[Date Prev][Date Next][Thread Prev][Thread Next][Date Index][Thread Index]
Re: [Qemu-devel] [Consult] tilegx: About floating point instructions
From: |
Chen Gang |
Subject: |
Re: [Qemu-devel] [Consult] tilegx: About floating point instructions |
Date: |
Sat, 15 Aug 2015 17:56:07 +0800 |
User-agent: |
Mozilla/5.0 (Macintosh; Intel Mac OS X 10.10; rv:31.0) Gecko/20100101 Thunderbird/31.7.0 |
On 8/13/15 22:59, Chen Gang wrote:
> Hello all:
>
> For me, I guess for single insns, they are simple, and each calculation
> insns group can not be mixed with each other. So current implementation
> should be OK.
>
> For double insns, I guess, only mul calculation can be mixed with other
> calculation groups (add/sub groups or int2float/double groups), because
> of optimization -- the mul calculation group have many insns.
>
Oh, we are unlucky, after continue gcc testsuite, add/sub floating point
insns also can be mixed together! The related C code, -save-temps, and
objdump files are in attachments (is it gcc's issue? I guess not).

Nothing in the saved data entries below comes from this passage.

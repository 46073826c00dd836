//! Scoped reads and writes against a tab and the shared scopes.
//!
//! Reads resolve a typed handle to its scope, decode the stored value with
//! coercion, and fall back to the declared initial value. Writes are only
//! legal while an action handler runs; anything else is logged and dropped.

use serde_json::{Map, Value};

use crate::composition::{Composition, Signal, State};
use crate::connection::{Connection, Mode, Tab};
use crate::scope::{Scope, Scopes};
use crate::value::{StoreValue, coerce, encode};

/// Returns `true` if the tab is running an action handler; logs and returns
/// `false` otherwise.
pub(crate) fn in_action(tab: &Tab, connection: &Connection, op: &'static str) -> bool {
    if tab.mode == Mode::Action {
        return true;
    }
    tracing::warn!(
        connection_id = %connection.id(),
        op,
        mode = ?tab.mode,
        "rejected outside an action handler"
    );
    false
}

/// Read `state` for this tab.
pub(crate) fn read_state<T: StoreValue>(
    tab: &Tab,
    connection: &Connection,
    scopes: &Scopes,
    state: &State<T>,
) -> T {
    let key = state.key();
    let raw = match state.scope() {
        Scope::Connection => tab.values.get(key).cloned(),
        Scope::Session => connection
            .session_id()
            .and_then(|session| scopes.sessions.get(session, key)),
        Scope::Application => scopes.application.get(key),
    };
    match raw {
        Some(raw) => coerce(key, &raw, state.initial()),
        None => state.initial().clone(),
    }
}

/// Read `signal` for this tab.
pub(crate) fn read_signal<T: StoreValue>(tab: &Tab, signal: &Signal<T>) -> T {
    match tab.signals.get(signal.key()) {
        Some(raw) => coerce(signal.key(), raw, signal.initial()),
        None => signal.initial().clone(),
    }
}

/// Write `value` to `state`.
///
/// # Returns
///
/// `true` if the value was stored. `false` outside an action handler, when
/// the value cannot be encoded, when a session-scope write has no session,
/// or when the session has been invalidated.
pub(crate) fn write_state<T: StoreValue>(
    tab: &mut Tab,
    connection: &Connection,
    scopes: &Scopes,
    state: &State<T>,
    value: &T,
) -> bool {
    if !in_action(tab, connection, "set") {
        return false;
    }
    let Some(raw) = encode_for(connection, state.key(), value) else {
        return false;
    };
    let key = state.key();
    match state.scope() {
        Scope::Connection => {
            tab.values.insert(key.to_owned(), raw);
            true
        }
        Scope::Application => {
            scopes.application.set(key, raw);
            true
        }
        Scope::Session => {
            let Some(session) = connection.session_id() else {
                tracing::warn!(
                    connection_id = %connection.id(),
                    key,
                    "session-scope write on a connection without a session"
                );
                return false;
            };
            if scopes.sessions.set(session, key, raw) {
                true
            } else {
                tracing::warn!(
                    connection_id = %connection.id(),
                    session_id = %session,
                    key,
                    "session invalidated, dropping write"
                );
                false
            }
        }
    }
}

/// Write `value` to `signal` and mark it changed for the next sync.
pub(crate) fn write_signal<T: StoreValue>(
    tab: &mut Tab,
    connection: &Connection,
    signal: &Signal<T>,
    value: &T,
) -> bool {
    if !in_action(tab, connection, "set_signal") {
        return false;
    }
    let Some(raw) = encode_for(connection, signal.key(), value) else {
        return false;
    };
    tab.signals.insert(signal.key().to_owned(), raw);
    tab.changed.insert(signal.key().to_owned());
    true
}

/// Copy client-supplied signal values into the tab.
///
/// Only declared signals are accepted; unknown keys are ignored so a client
/// cannot grow the map. Values are stored as sent and coerced on read.
/// Injected values are not marked changed: the client already has them.
///
/// # Returns
///
/// The number of values stored.
pub(crate) fn inject_signals(
    tab: &mut Tab,
    connection: &Connection,
    composition: &Composition,
    signals: Map<String, Value>,
) -> usize {
    let mut stored = 0;
    for (key, value) in signals {
        if composition.declares_signal(&key) {
            tab.signals.insert(key, value);
            stored += 1;
        } else {
            tracing::debug!(
                connection_id = %connection.id(),
                key = %key,
                "ignoring undeclared signal in payload"
            );
        }
    }
    stored
}

fn encode_for<T: StoreValue>(connection: &Connection, key: &str, value: &T) -> Option<Value> {
    match encode(value) {
        Ok(raw) => Some(raw),
        Err(e) => {
            tracing::warn!(
                connection_id = %connection.id(),
                key,
                error = %e,
                "value could not be encoded, dropping write"
            );
            None
        }
    }
}
//! Patches and the bounded per-connection patch queue.

use std::sync::{Arc, Mutex};

use serde_json::{Map, Value};
use tokio::sync::{Notify, mpsc};

use crate::scope::lock;

/// One unit of pushed update.
#[derive(Debug, Clone, PartialEq)]
pub enum Patch {
    /// Serialized HTML to merge into the page, matched by its root id.
    Elements(String),
    /// Changed signal values, keyed by signal id.
    Signals(Map<String, Value>),
    /// Script text for the client to run once.
    Script(String),
}

/// The kind of a [`Patch`], without its payload.
#[derive(Debug, Clone, Copy, PartialEq, Eq, Hash)]
pub enum PatchKind {
    /// See [`Patch::Elements`].
    Elements,
    /// See [`Patch::Signals`].
    Signals,
    /// See [`Patch::Script`].
    Script,
}

impl PatchKind {
    /// Stable lowercase name, used in logs.
    pub fn as_str(self) -> &'static str {
        match self {
            PatchKind::Elements => "elements",
            PatchKind::Signals => "signals",
            PatchKind::Script => "script",
        }
    }
}

impl Patch {
    /// The kind of this patch.
    pub fn kind(&self) -> PatchKind {
        match self {
            Patch::Elements(_) => PatchKind::Elements,
            Patch::Signals(_) => PatchKind::Signals,
            Patch::Script(_) => PatchKind::Script,
        }
    }
}

/// Bounded FIFO of patches waiting for the push channel.
///
/// Producers never wait: a full queue drops the patch. Consumers take the
/// receiver lock only for a non-blocking pop and wait on a notification in
/// between, so a stalled consumer never holds back a newer one. The queue
/// survives push-channel reconnects.
#[derive(Debug)]
pub(crate) struct PatchQueue {
    tx: mpsc::Sender<Patch>,
    shared: Arc<Shared>,
}

#[derive(Debug)]
struct Shared {
    rx: Mutex<mpsc::Receiver<Patch>>,
    ready: Notify,
}

impl Shared {
    fn try_pop(&self) -> Option<Patch> {
        lock(&self.rx).try_recv().ok()
    }
}

impl PatchQueue {
    /// Create a queue holding at most `capacity` patches (minimum 1).
    pub(crate) fn new(capacity: usize) -> Self {
        let (tx, rx) = mpsc::channel(capacity.max(1));
        Self {
            tx,
            shared: Arc::new(Shared {
                rx: Mutex::new(rx),
                ready: Notify::new(),
            }),
        }
    }

    /// Enqueue without blocking.
    ///
    /// # Returns
    ///
    /// `true` if the patch was queued, `false` if it was dropped because the
    /// queue is full.
    pub(crate) fn push(&self, connection_id: &str, patch: Patch) -> bool {
        match self.tx.try_send(patch) {
            Ok(()) => {
                self.shared.ready.notify_waiters();
                true
            }
            Err(mpsc::error::TrySendError::Full(patch)) => {
                tracing::warn!(
                    connection_id = %connection_id,
                    kind = patch.kind().as_str(),
                    "patch queue full, dropping patch"
                );
                false
            }
            // The receiver lives as long as the queue itself, so this only
            // happens while the connection is being torn down.
            Err(mpsc::error::TrySendError::Closed(patch)) => {
                tracing::debug!(
                    connection_id = %connection_id,
                    kind = patch.kind().as_str(),
                    "patch queue closed, dropping patch"
                );
                false
            }
        }
    }

    /// A waiting handle on the receiving end, for one push channel.
    pub(crate) fn reader(&self) -> QueueReader {
        QueueReader {
            shared: Arc::clone(&self.shared),
        }
    }

    /// Pop a patch if one is ready.
    pub(crate) fn try_pop(&self) -> Option<Patch> {
        self.shared.try_pop()
    }
}

/// Receiving handle held by a push channel.
pub(crate) struct QueueReader {
    shared: Arc<Shared>,
}

impl QueueReader {
    /// Wait for the next patch.
    ///
    /// Cancel safe: a patch is only removed from the queue in the same poll
    /// that returns it.
    pub(crate) async fn recv(&self) -> Patch {
        loop {
            let ready = self.shared.ready.notified();
            tokio::pin!(ready);
            // Register before checking so a push in between still wakes us.
            ready.as_mut().enable();
            if let Some(patch) = self.shared.try_pop() {
                return patch;
            }
            ready.await;
        }
    }
}
//! Runtime configuration.
//!
//! Every value is optional and defaulted. [`Config::from_env`] overlays
//! environment variables on the defaults.

use std::time::Duration;

use crate::error::ConfigError;

/// Idle connection TTL, in seconds.
pub const CONNECTION_TTL_ENV_VAR: &str = "TABSYNC_CONNECTION_TTL_SECS";
/// Session cookie max-age and session data TTL, in seconds.
pub const SESSION_MAX_AGE_ENV_VAR: &str = "TABSYNC_SESSION_MAX_AGE_SECS";
/// Patch queue capacity per connection.
pub const PATCH_QUEUE_CAPACITY_ENV_VAR: &str = "TABSYNC_PATCH_QUEUE_CAPACITY";
/// Name of the session cookie.
pub const COOKIE_NAME_ENV_VAR: &str = "TABSYNC_COOKIE_NAME";
/// URL of the client script referenced by the page shell.
pub const CLIENT_SCRIPT_ENV_VAR: &str = "TABSYNC_CLIENT_SCRIPT";

const DEFAULT_CONNECTION_TTL: Duration = Duration::from_secs(15 * 60);
const DEFAULT_SESSION_MAX_AGE: Duration = Duration::from_secs(24 * 60 * 60);
const DEFAULT_PATCH_QUEUE_CAPACITY: usize = 64;
const DEFAULT_COOKIE_NAME: &str = "tabsync_session";

/// Engine configuration.
///
/// # Examples
///
/// ```
/// use std::time::Duration;
/// use tabsync::Config;
///
/// let config = Config {
///     connection_ttl: Duration::from_secs(60),
///     ..Config::default()
/// };
/// assert_eq!(config.patch_queue_capacity, 64);
/// ```
#[derive(Debug, Clone, PartialEq, Eq)]
pub struct Config {
    /// Connections idle for longer than this are swept.
    pub connection_ttl: Duration,
    /// Session cookie `Max-Age`; also the idle window for session data and
    /// for remembering invalidated session ids.
    pub session_max_age: Duration,
    /// Maximum undelivered patches per connection.
    pub patch_queue_capacity: usize,
    /// Session cookie name.
    pub cookie_name: String,
    /// Script URL added to the page shell, if any.
    pub client_script: Option<String>,
}

impl Default for Config {
    fn default() -> Self {
        Self {
            connection_ttl: DEFAULT_CONNECTION_TTL,
            session_max_age: DEFAULT_SESSION_MAX_AGE,
            patch_queue_capacity: DEFAULT_PATCH_QUEUE_CAPACITY,
            cookie_name: DEFAULT_COOKIE_NAME.to_owned(),
            client_script: None,
        }
    }
}

impl Config {
    /// Defaults overlaid with the `TABSYNC_*` environment variables.
    ///
    /// # Errors
    ///
    /// Returns [`ConfigError::Invalid`] for an unparsable or zero value.
    pub fn from_env() -> Result<Self, ConfigError> {
        Self::from_lookup(|var| std::env::var(var).ok())
    }

    /// Defaults overlaid with values from `lookup`.
    ///
    /// Blank values count as unset.
    ///
    /// # Errors
    ///
    /// Returns [`ConfigError::Invalid`] for an unparsable or zero value.
    pub fn from_lookup(lookup: impl Fn(&str) -> Option<String>) -> Result<Self, ConfigError> {
        let get = |var: &str| lookup(var).filter(|v| !v.trim().is_empty());
        let mut config = Self::default();
        if let Some(raw) = get(CONNECTION_TTL_ENV_VAR) {
            config.connection_ttl = Duration::from_secs(positive(CONNECTION_TTL_ENV_VAR, &raw)?);
        }
        if let Some(raw) = get(SESSION_MAX_AGE_ENV_VAR) {
            config.session_max_age = Duration::from_secs(positive(SESSION_MAX_AGE_ENV_VAR, &raw)?);
        }
        if let Some(raw) = get(PATCH_QUEUE_CAPACITY_ENV_VAR) {
            let capacity = positive(PATCH_QUEUE_CAPACITY_ENV_VAR, &raw)?;
            config.patch_queue_capacity =
                usize::try_from(capacity).map_err(|_| ConfigError::Invalid {
                    var: PATCH_QUEUE_CAPACITY_ENV_VAR,
                    value: raw.clone(),
                    reason: "too large",
                })?;
        }
        if let Some(raw) = get(COOKIE_NAME_ENV_VAR) {
            let name = raw.trim();
            if !name.chars().all(|c| c.is_ascii_alphanumeric() || c == '_' || c == '-') {
                return Err(ConfigError::Invalid {
                    var: COOKIE_NAME_ENV_VAR,
                    value: raw.clone(),
                    reason: "cookie names may only use letters, digits, '_' and '-'",
                });
            }
            config.cookie_name = name.to_owned();
        }
        if let Some(raw) = get(CLIENT_SCRIPT_ENV_VAR) {
            config.client_script = Some(raw.trim().to_owned());
        }
        Ok(config)
    }
}

fn positive(var: &'static str, raw: &str) -> Result<u64, ConfigError> {
    let invalid = |reason| ConfigError::Invalid {
        var,
        value: raw.to_owned(),
        reason,
    };
    match raw.trim().parse::<u64>() {
        Ok(0) => Err(invalid("must be at least 1")),
        Ok(n) => Ok(n),
        Err(_) => Err(invalid("not a positive integer")),
    }
}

So, I guess, we have to 'crack' all floating point insns, precisely, or
we can not pass gcc testsuite.
At present, for me, I shall try to fix another issues which are found by
gcc testsuite, at last 'crack' the floating point insns. I guess, I can
not finish it in this month (I shall try to finish in the next month).
Thanks.
> So the implementation is below:
>
> /*
> * Assume floating point mul operation group can mix with other groups.
> *
> * fdouble_unpack_max: ; skipped.
> *
> * fdouble_unpack_min: ; skipped.
> *
> * fdouble_add_flags: ; move calc flags to dest.
> * save calc flags.
> * save calc addsub result.
> *
> * fdouble_sub_flags: ; move calc flags to dest.
> * save calc flags.
> * save calc addsub result.
> *
> * fdouble_addsub: ; move calc addsub result to dest.
> * set "addsub result" flag.
> *
> * fdouble_mul_flags: ; move calc mul result to dest.
> *
> * fdouble_pack1: ; if addsub result set
> * && srca == saved addsub result
> * && srcb == saved calc flags
> * move srca to dest.
> * else
> * move srcb to dest.
> *
> * fdouble_pack2: ; if srcb == r63 && "addsub result" flag
> * reset "addsub result" flag.
> * else if srcb == r63
> * pack srca dest (dest is orig srcb of pack1)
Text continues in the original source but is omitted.